אָמַר רַב שִׁישָׁא בְּרֵיהּ דְּרַב אִידִי: בְּקַטִּינֵי.
A Gemara responde: Rav Sheisha, filho de Rav Idi, disse: Isso é declarado com relação a pequenas parcelas de terra que são geograficamente separadas e não formam uma única massa de terra que possa ser vendida como uma única unidade.
מַתְנִי׳ שׁוּם הַדַּיָּינִין שֶׁפִּיחֲתוּ שְׁתוּת אוֹ הוֹסִיפוּ שְׁתוּת — מִכְרָן בָּטֵל.
MISHNA: A halakha com relação à avaliação dos juízes do valor de uma propriedade para vendê-la é a seguinte: Se eles diminuíram o preço em um sexto do seu valor de mercado ou acrescentaram um sexto ao seu valor de mercado, sua venda é nula.
רַבָּן שִׁמְעוֹן בֶּן גַּמְלִיאֵל אוֹמֵר: מִכְרָן קַיָּים. אִם כֵּן — מָה כֹּחַ בֵּית דִּין יָפֶה? אֲבָל אִם עָשׂוּ אִגֶּרֶת בִּקּוֹרֶת בֵּינֵיהֶן, אֲפִילּוּ מָכְרוּ שָׁוֶה מָנֶה בְּמָאתַיִם אוֹ שָׁוֶה מָאתַיִם בְּמָנֶה — מִכְרָן קַיָּים.
Rabban Shimon ben Gamliel diz: A venda deles é válida. Se fosse assim que a venda é nula, então que vantagem há no poder do tribunal sobre uma pessoa comum? No entanto, se eles fizeram um documento de inspeção, isto é, um anúncio para que as pessoas viessem inspecionar o campo e oferecer lances pela propriedade, então mesmo que vendessem uma propriedade que vale cem dinares por duzentos dinares, ou vendessem uma propriedade que vale duzentos dinares por cem dinares, a venda deles é válida, pois a transação foi acordada e realizada publicamente.
גְּמָ׳ אִיבַּעְיָא לְהוּ: שָׁלִיחַ, כְּמַאן?

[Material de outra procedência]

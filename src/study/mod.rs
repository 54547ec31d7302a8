//! Studies over a mesh: cumulative radiation and direct sun hours.

mod directsun;
mod radiation;

pub use directsun::DirectSunStudy;
pub use radiation::RadiationStudy;

use std::cell::OnceCell;

use nalgebra::{Point3, Vector3};
use ndarray::Array1;
use serde::{Deserialize, Serialize};

use crate::error::{ensure_len, Result};
use crate::geometry::Mesh3D;
use crate::graphic::{ColoredMesh, GraphicContainer, LegendParameters};

#[derive(Debug, Clone, PartialEq, Serialize, Deserialize)]
#[serde(default)]
pub struct StudyConfig {
    /// Distance the study points are moved along their normals.
    pub offset_distance: f32,
    /// Study mesh vertices instead of face centres.
    pub by_vertex: bool,
}

impl Default for StudyConfig {
    fn default() -> Self {
        Self {
            offset_distance: 0.0,
            by_vertex: false,
        }
    }
}

/// Drawn study result.
#[derive(Debug, Clone, PartialEq)]
pub struct StudyGraphic {
    pub mesh: ColoredMesh,
    pub graphic: GraphicContainer,
    pub title: String,
}

/// Study points and unit normals of `mesh` (face centres, or vertices when
/// `by_vertex`), before any offset.
pub(crate) fn study_points(
    mesh: &Mesh3D,
    config: &StudyConfig,
) -> (Vec<Point3<f32>>, Vec<Vector3<f32>>) {
    if config.by_vertex {
        (mesh.vertices().to_vec(), mesh.vertex_normals())
    } else {
        (mesh.face_centers(), mesh.face_normals())
    }
}

/// Study points moved `offset_distance` along their normals, as rays are cast.
pub(crate) fn offset_study_points(mesh: &Mesh3D, config: &StudyConfig) -> Vec<Point3<f32>> {
    let (points, normals) = study_points(mesh, config);
    points
        .iter()
        .zip(&normals)
        .map(|(p, n)| p + n * config.offset_distance)
        .collect()
}

/// Areas paired with the study points.
pub(crate) fn study_areas(mesh: &Mesh3D, config: &StudyConfig) -> Vec<f32> {
    if config.by_vertex {
        mesh.vertex_areas()
    } else {
        mesh.face_areas()
    }
}

/// Area-weighted sum of per-point values.
pub(crate) fn area_weighted_total(values: &Array1<f32>, areas: &[f32]) -> Result<f32> {
    ensure_len("study areas", values.len(), areas.len())?;
    let total: f64 = values
        .iter()
        .zip(areas)
        .map(|(&v, &a)| v as f64 * a as f64)
        .sum();
    Ok(total as f32)
}

/// Read a lazily computed value, computing it on first use.
pub(crate) fn cached<T>(cell: &OnceCell<T>, compute: impl FnOnce() -> Result<T>) -> Result<&T> {
    if let Some(value) = cell.get() {
        return Ok(value);
    }
    let value = compute()?;
    Ok(cell.get_or_init(|| value))
}

pub(crate) fn draw_on_mesh(
    mesh: &Mesh3D,
    by_vertex: bool,
    values: Array1<f32>,
    mut legend: LegendParameters,
    units: &str,
    title_lines: Vec<String>,
) -> Result<StudyGraphic> {
    if legend.title.is_none() {
        legend.title = Some(units.to_string());
    }
    let graphic = GraphicContainer::new(values, mesh.min(), mesh.max(), legend)?;
    Ok(StudyGraphic {
        mesh: ColoredMesh {
            mesh: mesh.clone(),
            colors: graphic.value_colors().to_vec(),
            by_vertex,
        },
        graphic,
        title: title_lines.join("\n"),
    })
}
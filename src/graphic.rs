//! Colour legends and the graphic payloads handed back to hosts.

use nalgebra::Point3;
use ndarray::Array1;
use ndarray_stats::QuantileExt;
use serde::{Deserialize, Serialize};

use crate::error::{RadianceError, Result};
use crate::geometry::Mesh3D;

#[derive(Debug, Clone, Copy, PartialEq, Eq, Hash, Serialize, Deserialize)]
pub struct Color {
    pub r: u8,
    pub g: u8,
    pub b: u8,
}

impl Color {
    pub const fn new(r: u8, g: u8, b: u8) -> Self {
        Self { r, g, b }
    }

    fn lerp(self, other: Color, t: f32) -> Color {
        let mix = |a: u8, b: u8| (a as f32 + (b as f32 - a as f32) * t).round() as u8;
        Color::new(mix(self.r, other.r), mix(self.g, other.g), mix(self.b, other.b))
    }
}

/// Blue-to-red ramp used when no colours are given.
pub const DEFAULT_COLORS: [Color; 10] = [
    Color::new(75, 107, 169),
    Color::new(115, 147, 202),
    Color::new(170, 200, 247),
    Color::new(193, 213, 208),
    Color::new(245, 239, 103),
    Color::new(252, 230, 74),
    Color::new(239, 156, 21),
    Color::new(234, 123, 0),
    Color::new(234, 74, 0),
    Color::new(234, 38, 0),
];

/// User overrides for a legend. `None` bounds come from the data.
#[derive(Debug, Clone, PartialEq, Serialize, Deserialize)]
#[serde(default)]
pub struct LegendParameters {
    pub min: Option<f32>,
    pub max: Option<f32>,
    pub segment_count: usize,
    pub title: Option<String>,
    pub colors: Vec<Color>,
}

impl Default for LegendParameters {
    fn default() -> Self {
        Self {
            min: None,
            max: None,
            segment_count: 11,
            title: None,
            colors: DEFAULT_COLORS.to_vec(),
        }
    }
}

/// Maps values onto colours between `min` and `max`.
pub trait ColorLegend {
    fn value_colors(&self, values: &[f32], min: f32, max: f32) -> Vec<Color>;
}

/// Piecewise-linear interpolation along a colour ramp.
#[derive(Debug, Clone, PartialEq)]
pub struct GradientLegend {
    colors: Vec<Color>,
}

impl GradientLegend {
    pub fn new(colors: Vec<Color>) -> Result<Self> {
        if colors.is_empty() {
            return Err(RadianceError::InvalidParameter(
                "a legend needs at least one colour".into(),
            ));
        }
        Ok(Self { colors })
    }

    fn color_at(&self, t: f32) -> Color {
        let last = self.colors.len() - 1;
        if last == 0 {
            return self.colors[0];
        }
        let pos = t.clamp(0.0, 1.0) * last as f32;
        let i = (pos.floor() as usize).min(last - 1);
        self.colors[i].lerp(self.colors[i + 1], pos - i as f32)
    }
}

impl Default for GradientLegend {
    fn default() -> Self {
        Self {
            colors: DEFAULT_COLORS.to_vec(),
        }
    }
}

impl ColorLegend for GradientLegend {
    fn value_colors(&self, values: &[f32], min: f32, max: f32) -> Vec<Color> {
        let range = max - min;
        values
            .iter()
            .map(|&v| {
                let t = if range > 0.0 { (v - min) / range } else { 0.0 };
                self.color_at(t)
            })
            .collect()
    }
}

/// Values, their colours, resolved legend bounds and placement.
#[derive(Debug, Clone, PartialEq)]
pub struct GraphicContainer {
    values: Array1<f32>,
    min_point: Point3<f32>,
    max_point: Point3<f32>,
    legend_parameters: LegendParameters,
    min: f32,
    max: f32,
    colors: Vec<Color>,
}

impl GraphicContainer {
    /// Colour `values` with a gradient built from the legend's colours.
    pub fn new(
        values: Array1<f32>,
        min_point: Point3<f32>,
        max_point: Point3<f32>,
        legend_parameters: LegendParameters,
    ) -> Result<Self> {
        let legend = GradientLegend::new(legend_parameters.colors.clone())?;
        Ok(Self::with_legend(values, min_point, max_point, legend_parameters, &legend))
    }

    pub fn with_legend(
        values: Array1<f32>,
        min_point: Point3<f32>,
        max_point: Point3<f32>,
        legend_parameters: LegendParameters,
        legend: &dyn ColorLegend,
    ) -> Self {
        let (data_min, data_max) = if values.is_empty() {
            (0.0, 0.0)
        } else {
            (*values.min_skipnan(), *values.max_skipnan())
        };
        let min = legend_parameters.min.unwrap_or(data_min);
        let max = legend_parameters.max.unwrap_or(data_max);
        let colors = legend.value_colors(&values.to_vec(), min, max);
        Self {
            values,
            min_point,
            max_point,
            legend_parameters,
            min,
            max,
            colors,
        }
    }

    pub fn values(&self) -> &Array1<f32> {
        &self.values
    }

    pub fn value_colors(&self) -> &[Color] {
        &self.colors
    }

    pub fn min(&self) -> f32 {
        self.min
    }

    pub fn max(&self) -> f32 {
        self.max
    }

    pub fn min_point(&self) -> Point3<f32> {
        self.min_point
    }

    pub fn max_point(&self) -> Point3<f32> {
        self.max_point
    }

    pub fn legend_parameters(&self) -> &LegendParameters {
        &self.legend_parameters
    }

    pub fn title(&self) -> Option<&str> {
        self.legend_parameters.title.as_deref()
    }
}

/// Mesh with one colour per face, or per vertex when `by_vertex`.
#[derive(Debug, Clone, PartialEq)]
pub struct ColoredMesh {
    pub mesh: Mesh3D,
    pub colors: Vec<Color>,
    pub by_vertex: bool,
}

#[cfg(test)]
mod tests {
    use super::*;
    use ndarray::array;

    #[test]
    fn test_gradient_ends() {
        let legend = GradientLegend::default();
        let colors = legend.value_colors(&[0.0, 10.0, 20.0, -5.0], 0.0, 10.0);
        assert_eq!(colors[0], DEFAULT_COLORS[0]);
        assert_eq!(colors[1], DEFAULT_COLORS[9]);
        assert_eq!(colors[2], DEFAULT_COLORS[9]);
        assert_eq!(colors[3], DEFAULT_COLORS[0]);
    }

    #[test]
    fn test_gradient_midpoint() {
        let legend = GradientLegend::new(vec![Color::new(0, 0, 0), Color::new(200, 100, 50)]).unwrap();
        let colors = legend.value_colors(&[0.5], 0.0, 1.0);
        assert_eq!(colors[0], Color::new(100, 50, 25));
        assert!(GradientLegend::new(vec![]).is_err());
    }

    #[test]
    fn test_container_bounds() {
        let graphic = GraphicContainer::new(
            array![3.0, 1.0, 2.0],
            Point3::origin(),
            Point3::new(1.0, 1.0, 0.0),
            LegendParameters::default(),
        )
        .unwrap();
        assert_eq!(graphic.min(), 1.0);
        assert_eq!(graphic.max(), 3.0);
        assert_eq!(graphic.value_colors().len(), 3);

        let params = LegendParameters {
            min: Some(0.0),
            max: Some(10.0),
            ..Default::default()
        };
        let graphic =
            GraphicContainer::new(array![3.0], Point3::origin(), Point3::origin(), params).unwrap();
        assert_eq!((graphic.min(), graphic.max()), (0.0, 10.0));
    }

    #[test]
    fn test_empty_values() {
        let graphic = GraphicContainer::new(
            Array1::zeros(0),
            Point3::origin(),
            Point3::origin(),
            LegendParameters::default(),
        )
        .unwrap();
        assert!(graphic.value_colors().is_empty());
    }
}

GEMARA:Foi levantado um dilema diante dos Sábios: Um agente que, por engano, vendeu um terreno por menos do que seu valor, com quem ele se compara? Ele é comparável a um juiz, cuja venda é válida se ele não errou em mais de um sexto do preço de mercado, ou é comparável a uma viúva, cuja venda é nula se ela vendeu por qualquer valor inferior ao preço de mercado?